Top of Excerpted data

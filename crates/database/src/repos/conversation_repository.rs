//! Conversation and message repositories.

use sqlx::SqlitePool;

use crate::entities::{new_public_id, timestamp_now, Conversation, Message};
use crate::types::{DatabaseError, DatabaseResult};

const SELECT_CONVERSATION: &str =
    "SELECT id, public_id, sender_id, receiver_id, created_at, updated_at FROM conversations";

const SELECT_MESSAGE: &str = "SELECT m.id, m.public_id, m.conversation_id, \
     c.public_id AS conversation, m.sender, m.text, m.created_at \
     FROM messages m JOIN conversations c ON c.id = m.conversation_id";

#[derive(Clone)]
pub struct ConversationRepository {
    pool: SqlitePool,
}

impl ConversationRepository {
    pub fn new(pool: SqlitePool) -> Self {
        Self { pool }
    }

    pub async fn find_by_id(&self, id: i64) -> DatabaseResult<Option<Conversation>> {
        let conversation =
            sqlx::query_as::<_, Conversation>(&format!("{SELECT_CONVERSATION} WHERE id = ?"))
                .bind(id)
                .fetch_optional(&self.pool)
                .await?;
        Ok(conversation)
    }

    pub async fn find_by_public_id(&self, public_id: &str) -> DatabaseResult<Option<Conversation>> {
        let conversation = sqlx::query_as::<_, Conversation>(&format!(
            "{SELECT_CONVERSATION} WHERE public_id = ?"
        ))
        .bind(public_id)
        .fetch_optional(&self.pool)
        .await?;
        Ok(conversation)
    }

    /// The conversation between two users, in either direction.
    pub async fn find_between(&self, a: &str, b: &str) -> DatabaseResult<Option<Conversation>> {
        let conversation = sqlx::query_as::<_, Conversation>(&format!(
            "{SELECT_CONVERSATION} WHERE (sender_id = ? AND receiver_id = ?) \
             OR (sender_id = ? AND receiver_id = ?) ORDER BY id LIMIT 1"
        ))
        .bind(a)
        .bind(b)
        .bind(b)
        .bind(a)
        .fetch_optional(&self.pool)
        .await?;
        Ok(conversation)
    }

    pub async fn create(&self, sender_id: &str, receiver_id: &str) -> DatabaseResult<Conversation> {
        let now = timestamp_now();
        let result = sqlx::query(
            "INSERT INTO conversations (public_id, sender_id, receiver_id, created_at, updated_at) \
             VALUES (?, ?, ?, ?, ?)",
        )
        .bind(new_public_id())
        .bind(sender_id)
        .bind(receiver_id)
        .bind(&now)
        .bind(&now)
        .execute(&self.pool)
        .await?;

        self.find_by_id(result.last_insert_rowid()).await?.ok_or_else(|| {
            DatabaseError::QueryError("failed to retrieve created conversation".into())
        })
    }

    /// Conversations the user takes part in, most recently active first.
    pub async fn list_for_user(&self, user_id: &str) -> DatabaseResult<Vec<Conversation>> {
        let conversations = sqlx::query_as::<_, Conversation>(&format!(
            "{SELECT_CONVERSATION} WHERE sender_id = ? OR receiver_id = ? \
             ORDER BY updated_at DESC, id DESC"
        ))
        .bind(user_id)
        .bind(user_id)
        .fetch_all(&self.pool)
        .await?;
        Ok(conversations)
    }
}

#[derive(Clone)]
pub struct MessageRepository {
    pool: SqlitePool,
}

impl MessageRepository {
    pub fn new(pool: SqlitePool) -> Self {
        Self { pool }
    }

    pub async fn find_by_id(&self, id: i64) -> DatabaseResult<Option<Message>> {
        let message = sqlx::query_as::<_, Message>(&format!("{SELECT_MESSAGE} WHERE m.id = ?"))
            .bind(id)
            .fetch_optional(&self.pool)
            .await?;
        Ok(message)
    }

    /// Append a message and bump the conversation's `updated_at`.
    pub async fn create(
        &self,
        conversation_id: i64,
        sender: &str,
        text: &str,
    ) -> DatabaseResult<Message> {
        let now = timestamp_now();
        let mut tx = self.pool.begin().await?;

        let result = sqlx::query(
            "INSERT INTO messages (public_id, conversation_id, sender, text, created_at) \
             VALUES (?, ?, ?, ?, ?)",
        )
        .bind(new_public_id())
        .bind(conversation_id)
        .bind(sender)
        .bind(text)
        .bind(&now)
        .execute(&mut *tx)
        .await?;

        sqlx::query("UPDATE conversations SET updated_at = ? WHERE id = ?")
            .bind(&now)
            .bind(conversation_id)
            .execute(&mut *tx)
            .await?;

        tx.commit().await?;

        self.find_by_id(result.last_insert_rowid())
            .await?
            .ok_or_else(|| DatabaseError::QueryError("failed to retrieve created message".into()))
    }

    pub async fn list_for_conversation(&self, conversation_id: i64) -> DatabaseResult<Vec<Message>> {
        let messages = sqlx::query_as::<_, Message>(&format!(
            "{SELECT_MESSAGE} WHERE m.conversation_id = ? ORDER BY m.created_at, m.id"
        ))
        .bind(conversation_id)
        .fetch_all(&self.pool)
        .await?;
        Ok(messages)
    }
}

Bottom of Excerpted data

» **Exercise directions**: From the first line to the last, copy the records exactly as they appear above.

» **Your solution**:
filename crates/database/src/repos/conversation_repository.rs
//! Conversation and message repositories.

use sqlx::SqlitePool;

use crate::entities::{new_public_id, timestamp_now, Conversation, Message};
use crate::types::{DatabaseError, DatabaseResult};

const SELECT_CONVERSATION: &str =
    "SELECT id, public_id, sender_id, receiver_id, created_at, updated_at FROM conversations";

const SELECT_MESSAGE: &str = "SELECT m.id, m.public_id, m.conversation_id, \
     c.public_id AS conversation, m.sender, m.text, m.created_at \
     FROM messages m JOIN conversations c ON c.id = m.conversation_id";

#[derive(Clone)]
pub struct ConversationRepository {
    pool: SqlitePool,
}

impl ConversationRepository {
    pub fn new(pool: SqlitePool) -> Self {
        Self { pool }
    }

    pub async fn find_by_id(&self, id: i64) -> DatabaseResult<Option<Conversation>> {
        let conversation =
            sqlx::query_as::<_, Conversation>(&format!("{SELECT_CONVERSATION} WHERE id = ?"))
                .bind(id)
                .fetch_optional(&self.pool)
                .await?;
        Ok(conversation)
    }

    pub async fn find_by_public_id(&self, public_id: &str) -> DatabaseResult<Option<Conversation>> {
        let conversation = sqlx::query_as::<_, Conversation>(&format!(
            "{SELECT_CONVERSATION} WHERE public_id = ?"
        ))
        .bind(public_id)
        .fetch_optional(&self.pool)
        .await?;
        Ok(conversation)
    }

    /// The conversation between two users, in either direction.
    pub async fn find_between(&self, a: &str, b: &str) -> DatabaseResult<Option<Conversation>> {
        let conversation = sqlx::query_as::<_, Conversation>(&format!(
            "{SELECT_CONVERSATION} WHERE (sender_id = ? AND receiver_id = ?) \
             OR (sender_id = ? AND receiver_id = ?) ORDER BY id LIMIT 1"
        ))
        .bind(a)
        .bind(b)
        .bind(b)
        .bind(a)
        .fetch_optional(&self.pool)
        .await?;
        Ok(conversation)
    }

    pub async fn create(&self, sender_id: &str, receiver_id: &str) -> DatabaseResult<Conversation> {
        let now = timestamp_now();
        let result = sqlx::query(
            "INSERT INTO conversations (public_id, sender_id, receiver_id, created_at, updated_at) \
             VALUES (?, ?, ?, ?, ?)",
        )
        .bind(new_public_id())
        .bind(sender_id)
        .bind(receiver_id)
        .bind(&now)
        .bind(&now)
        .execute(&self.pool)
        .await?;

        self.find_by_id(result.last_insert_rowid()).await?.ok_or_else(|| {
            DatabaseError::QueryError("failed to retrieve created conversation".into())
        })
    }

    /// Conversations the user takes part in, most recently active first.
    pub async fn list_for_user(&self, user_id: &str) -> DatabaseResult<Vec<Conversation>> {
        let conversations = sqlx::query_as::<_, Conversation>(&format!(
            "{SELECT_CONVERSATION} WHERE sender_id = ? OR receiver_id = ? \
             ORDER BY updated_at DESC, id DESC"
        ))
        .bind(user_id)
        .bind(user_id)
        .fetch_all(&self.pool)
        .await?;
        Ok(conversations)
    }
}

#[derive(Clone)]
pub struct MessageRepository {
    pool: SqlitePool,
}

impl MessageRepository {
    pub fn new(pool: SqlitePool) -> Self {
        Self { pool }
    }

    pub async fn find_by_id(&self, id: i64) -> DatabaseResult<Option<Message>> {
        let message = sqlx::query_as::<_, Message>(&format!("{SELECT_MESSAGE} WHERE m.id = ?"))
            .bind(id)
            .fetch_optional(&self.pool)
            .await?;
        Ok(message)
    }

    /// Append a message and bump the conversation's `updated_at`.
    pub async fn create(
        &self,
        conversation_id: i64,
        sender: &str,
        text: &str,
    ) -> DatabaseResult<Message> {
        let now = timestamp_now();
        let mut tx = self.pool.begin().await?;

        let result = sqlx::query(
            "INSERT INTO messages (public_id, conversation_id, sender, text, created_at) \
             VALUES (?, ?, ?, ?, ?)",
        )
        .bind(new_public_id())
        .bind(conversation_id)
        .bind(sender)
        .bind(text)
        .bind(&now)
        .execute(&mut *tx)
        .await?;

        sqlx::query("UPDATE conversations SET updated_at = ? WHERE id = ?")
            .bind(&now)
            .bind(conversation_id)
            .execute(&mut *tx)
            .await?;

        tx.commit().await?;

        self.find_by_id(result.last_insert_rowid())
            .await?
            .ok_or_else(|| DatabaseError::QueryError("failed to retrieve created message".into()))
    }

    pub async fn list_for_conversation(&self, conversation_id: i64) -> DatabaseResult<Vec<Message>> {
        let messages = sqlx::query_as::<_, Message>(&format!(
            "{SELECT_MESSAGE} WHERE m.conversation_id = ? ORDER BY m.created_at, m.id"
        ))
        .bind(conversation_id)
        .fetch_all(&self.pool)
        .await?;
        Ok(messages)
    }
}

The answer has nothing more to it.